Collected data entries
[Start of Attachment]
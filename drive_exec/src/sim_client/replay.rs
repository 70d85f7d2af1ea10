//! Telemetry replay from CSV files

// ------------------------------------------------------------------------------------------------
// IMPORTS
// ------------------------------------------------------------------------------------------------

use std::fs::File;
use std::io::Read;
use std::path::Path;
use csv::{DeserializeRecordsIntoIter, ReaderBuilder, Trim};

use super::SimClientError;
use crate::drive_ctrl::Telemetry;

// ------------------------------------------------------------------------------------------------
// STRUCTS
// ------------------------------------------------------------------------------------------------

/// Replays telemetry samples from a CSV file with the header
/// `cte,speed,steering_angle`.
pub struct TelemReplay<R: Read> {
    records: DeserializeRecordsIntoIter<R, Telemetry>
}

// ------------------------------------------------------------------------------------------------
// IMPLS
// ------------------------------------------------------------------------------------------------

impl TelemReplay<File> {
    /// Open a replay file.
    pub fn from_path<P: AsRef<Path>>(path: P) -> Result<Self, SimClientError> {
        let reader = ReaderBuilder::new()
            .trim(Trim::All)
            .from_path(path)
            .map_err(SimClientError::ReplayOpenError)?;

        Ok(Self {
            records: reader.into_deserialize()
        })
    }
}

impl<R: Read> TelemReplay<R> {
    /// Replay from any reader.
    pub fn from_reader(reader: R) -> Self {
        Self {
            records: ReaderBuilder::new()
                .trim(Trim::All)
                .from_reader(reader)
                .into_deserialize()
        }
    }
}

impl<R: Read> Iterator for TelemReplay<R> {
    type Item = Result<Telemetry, SimClientError>;

    fn next(&mut self) -> Option<Self::Item> {
        self.records
            .next()
            .map(|r| r.map_err(SimClientError::ReplayError))
    }
}
//! Utility maths functions

// ---------------------------------------------------------------------------
// IMPORTS
// ---------------------------------------------------------------------------

use num_traits::Float;

/// Clamp a value between `min` and `max`.
///
/// NaN values pass through unchanged, as both comparisons are false.
pub fn clamp<T>(value: &T, min: &T, max: &T) -> T 
where
    T: Float
{
    let mut ret = *value;

    if ret > *max {
        ret = *max
    }
    if ret < *min {
        ret = *min
    }

    ret
}

/// Returns true if all values in the slice are finite.
pub fn all_finite<T>(values: &[T]) -> bool
where
    T: Float
{
    values.iter().all(|v| v.is_finite())
}

#[cfg(test)]
mod test {
    use super::*;

    #[test]
    fn test_clamp() {
        assert_eq!(clamp(&2f64, &-1f64, &1f64), 1f64);
        assert_eq!(clamp(&-2f64, &-1f64, &1f64), -1f64);
        assert_eq!(clamp(&0.25f64, &-1f64, &1f64), 0.25f64);
        assert!(clamp(&f64::NAN, &-1f64, &1f64).is_nan());
    }

    #[test]
    fn test_all_finite() {
        assert!(all_finite(&[0f64, -1e300, 4.0]));
        assert!(!all_finite(&[0f64, f64::INFINITY]));
        assert!(!all_finite(&[f64::NAN]));
    }
}
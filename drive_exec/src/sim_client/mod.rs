//! # Simulation Client
//!
//! The SimClient exchanges data with the driving simulator. The simulator
//! sends telemetry events containing the cross track error, speed and
//! steering angle of the vehicle, and expects a steering and throttle command
//! in return.
//!
//! Messages are socket.io style event frames, one per line:
//!
//! - `42["telemetry",{"cte":"0.76","speed":"0.0","steering_angle":"0"}]` in,
//! - `42["steer",{"steering_angle":-0.25,"throttle":0.3}]` out,
//! - `42["manual",{}]` out when the simulator sent a frame with no data.
//!
//! Telemetry can also be replayed from a CSV file with `TelemReplay`.

// ------------------------------------------------------------------------------------------------
// MODULES
// ------------------------------------------------------------------------------------------------

mod frame;
mod replay;

// ------------------------------------------------------------------------------------------------
// IMPORTS
// ------------------------------------------------------------------------------------------------

use std::io::{self, BufRead, Write};
use log::trace;

use crate::drive_ctrl::DriveCmd;

pub use frame::*;
pub use replay::*;

// ------------------------------------------------------------------------------------------------
// STRUCTS
// ------------------------------------------------------------------------------------------------

/// Line based client for the simulator message protocol.
///
/// Messages are handled strictly one at a time, each `recv` is expected to be
/// followed by at most one reply before the next `recv`.
pub struct SimClient<R, W> {
    reader: R,
    writer: W,
    line: String
}

// ------------------------------------------------------------------------------------------------
// ENUMS
// ------------------------------------------------------------------------------------------------

#[derive(Debug, thiserror::Error)]
pub enum SimClientError {
    #[error("Could not receive a message from the simulator: {0}")]
    RecvError(io::Error),

    #[error("Could not send a message to the simulator: {0}")]
    SendError(io::Error),

    #[error("Could not serialize the data: {0}")]
    SerializationError(serde_json::Error),

    #[error("Could not deserialize the message payload: {0}")]
    DeserializeError(serde_json::Error),

    #[error("Malformed message payload: {0}")]
    MalformedMessage(String),

    #[error("Telemetry field `{0}` is not a number: {1:?}")]
    InvalidNumber(&'static str, String),

    #[error("Could not open the telemetry replay: {0}")]
    ReplayOpenError(csv::Error),

    #[error("Could not read a telemetry record from the replay: {0}")]
    ReplayError(csv::Error)
}

// ------------------------------------------------------------------------------------------------
// IMPLS
// ------------------------------------------------------------------------------------------------

impl<R: BufRead, W: Write> SimClient<R, W> {
    /// Create a new client reading messages from `reader` and writing replies
    /// into `writer`.
    pub fn new(reader: R, writer: W) -> Self {
        Self {
            reader,
            writer,
            line: String::new()
        }
    }

    /// Receive the next event message.
    ///
    /// Lines which are not event messages are skipped. Returns `Ok(None)` once
    /// the input is exhausted.
    pub fn recv(&mut self) -> Result<Option<SimMessage>, SimClientError> {
        loop {
            self.line.clear();

            let num_bytes = self.reader
                .read_line(&mut self.line)
                .map_err(SimClientError::RecvError)?;
            if num_bytes == 0 {
                return Ok(None)
            }

            match parse_message(self.line.trim_end())? {
                Some(m) => return Ok(Some(m)),
                None => trace!("Skipping non-event message: {:?}", self.line.trim_end())
            }
        }
    }

    /// Send a steering and throttle command.
    pub fn send_cmd(&mut self, cmd: &DriveCmd) -> Result<(), SimClientError> {
        let msg = encode_steer(cmd)?;
        self.send_line(&msg)
    }

    /// Tell the simulator to switch to manual driving.
    pub fn send_manual(&mut self) -> Result<(), SimClientError> {
        self.send_line(MANUAL_MSG)
    }

    /// Consume the client, returning the reader and writer.
    pub fn into_inner(self) -> (R, W) {
        (self.reader, self.writer)
    }

    fn send_line(&mut self, msg: &str) -> Result<(), SimClientError> {
        writeln!(self.writer, "{}", msg).map_err(SimClientError::SendError)?;
        self.writer.flush().map_err(SimClientError::SendError)
    }
}

#[cfg(test)]
mod test {
    use super::*;
    use crate::drive_ctrl::Telemetry;
    use std::io::Cursor;

    #[test]
    fn test_recv_and_reply() {
        let input = concat!(
            "0{\"sid\":\"abc\"}\n",
            "42[\"telemetry\",{\"cte\":\"0.7598\",\"speed\":\"0.0\",\"steering_angle\":\"0\"}]\n",
            "42[\"telemetry\",null]\n",
        );
        let mut client = SimClient::new(Cursor::new(input), Vec::new());

        match client.recv().unwrap() {
            Some(SimMessage::Telemetry(t)) => assert_eq!(t, Telemetry::new(0.7598, 0.0, 0.0)),
            other => panic!("Expected telemetry, got {:?}", other)
        }
        client.send_cmd(&DriveCmd { steer: -0.5, throttle: 0.25 }).unwrap();

        match client.recv().unwrap() {
            Some(SimMessage::NoData) => (),
            other => panic!("Expected no data, got {:?}", other)
        }
        client.send_manual().unwrap();

        assert!(client.recv().unwrap().is_none());

        let (_, out) = client.into_inner();
        assert_eq!(
            String::from_utf8(out).unwrap(),
            "42[\"steer\",{\"steering_angle\":-0.5,\"throttle\":0.25}]\n42[\"manual\",{}]\n"
        );
    }

    #[test]
    fn test_recv_malformed() {
        let mut client = SimClient::new(Cursor::new("42[\"telemetry\",{\"cte\":\"x\"]\n"), Vec::new());
        assert!(client.recv().is_err());
    }

    #[test]
    fn test_error_messages() {
        let e = SimClientError::RecvError(io::Error::new(io::ErrorKind::UnexpectedEof, "closed"));
        assert_eq!(e.to_string(), "Could not receive a message from the simulator: closed");
    }
}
[End of Attachment]
-- WORK REQUIRED --
Each line above that contains "other" must be copied out.

-- EXERCISE RESPONSE --
            other => panic!("Expected telemetry, got {:?}", other)
            other => panic!("Expected no data, got {:?}", other)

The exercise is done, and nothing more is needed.